Multivariate Normal - Q-Q Plot and Histogram
3.) No or Little Multicollinearity: Multicollinearity arises when independent variables are too closely related to each other. This can be tested using:

           - Correlation Matrix: Correlation coefficients should be smaller than 1.
           - Tolerance: Defined as T = 1 – R², values below 0.1 might indicate problematic multicollinearity.
           - Variance Inflation Factor (VIF): A VIF above 5 suggests multicollinearity might be present, and above 10 indicates definite multicollinearity.

If multicollinearity is detected, consider centering the data or removing variables with high VIF values.

4.) No Auto-correlation: Autocorrelation occurs when residuals are not independent of each other. For instance, in stock prices, today's price might be closely related to yesterday's. The Durbin-Watson test can help detect autocorrelation. Values around 2 suggest no autocorrelation, while a rule of thumb is that values between 1.5 and 2.5 are relatively safe.
No Auto correlation Stock price chart

5.) Homoscedasticity: This assumption implies that the residuals exhibit constant variance across the regression line. Scatter plots can help visualize this. If the plot shows a funnel shape, it suggests heteroscedasticity. The Goldfeld-Quandt Test is another tool to detect this. If detected, a non-linear correction might be necessary.

heteroscedasticity funnel shape and scatter plot

Modern Software and Linear Regression

With advancements in statistical software, conducting a linear regression analysis has become more straightforward. Many of the assumptions come preloaded, and the software can interpret them for you. However, it's always essential to understand these assumptions, as they underpin the reliability of your regression analysis.

Conclusion

Linear regression is a versatile tool in the researcher's toolkit, but its reliability hinges on the assumptions being met. By understanding and checking for these assumptions, you can ensure that your findings are both accurate and meaningful.
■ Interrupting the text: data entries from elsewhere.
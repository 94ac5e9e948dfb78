//! EEG re-referencing stage.

use super::cached::Upstream;
use super::{LoadOptions, RawPipe};
use crate::core::RawSignal;
use crate::errors::Result;
use crate::processing::{apply_reference, Reference};
use tracing::debug;

/// Parameters of a re-referencing stage; not cached unless overridden.
#[derive(Debug, Clone, Default, PartialEq, Eq)]
pub struct ReReferenceParams {
    /// The new reference.
    pub reference: Reference,
}

impl ReReferenceParams {
    /// Creates re-referencing parameters.
    #[must_use]
    pub fn new(reference: Reference) -> Self {
        Self { reference }
    }

    pub(crate) fn make(&self, up: &Upstream<'_>, subject: &str, session: &str) -> Result<RawSignal> {
        let mut raw = up.parent.load(subject, session, LoadOptions::default().preloaded())?;
        debug!(stage = up.name, subject, session, reference = ?self.reference, "Re-referencing raw");
        apply_reference(&mut raw, &self.reference)?;
        Ok(raw)
    }

    pub(crate) fn dict_entries(&self, out: &mut serde_json::Map<String, serde_json::Value>) {
        out.insert("reference".into(), self.reference.to_value());
    }
}

#[cfg(test)]
mod tests {
    use super::*;

    #[test]
    fn test_dict_entries() {
        let mut out = serde_json::Map::new();
        ReReferenceParams::default().dict_entries(&mut out);
        assert_eq!(out["reference"], "average");

        let params = ReReferenceParams::new(Reference::Channels(vec!["A1".into(), "A2".into()]));
        params.dict_entries(&mut out);
        assert_eq!(out["reference"], serde_json::json!(["A1", "A2"]));
    }
}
Whether you're a seasoned researcher or just starting, always remember the importance of these assumptions and the role they play in the world of linear regression.

Having navigated the complexities of linear regression and its assumptions, it's clear that the analytical journey requires precision and clarity. While the foundational knowledge is indispensable, the tools we use can elevate our analyses to new heights. After concluding our deep dive into regression, it's time to introduce a game-changer: Julius.ai. This state-of-the-art platform is tailored to streamline and optimize your regression tasks, ensuring you're not just analyzing, but analyzing smarter.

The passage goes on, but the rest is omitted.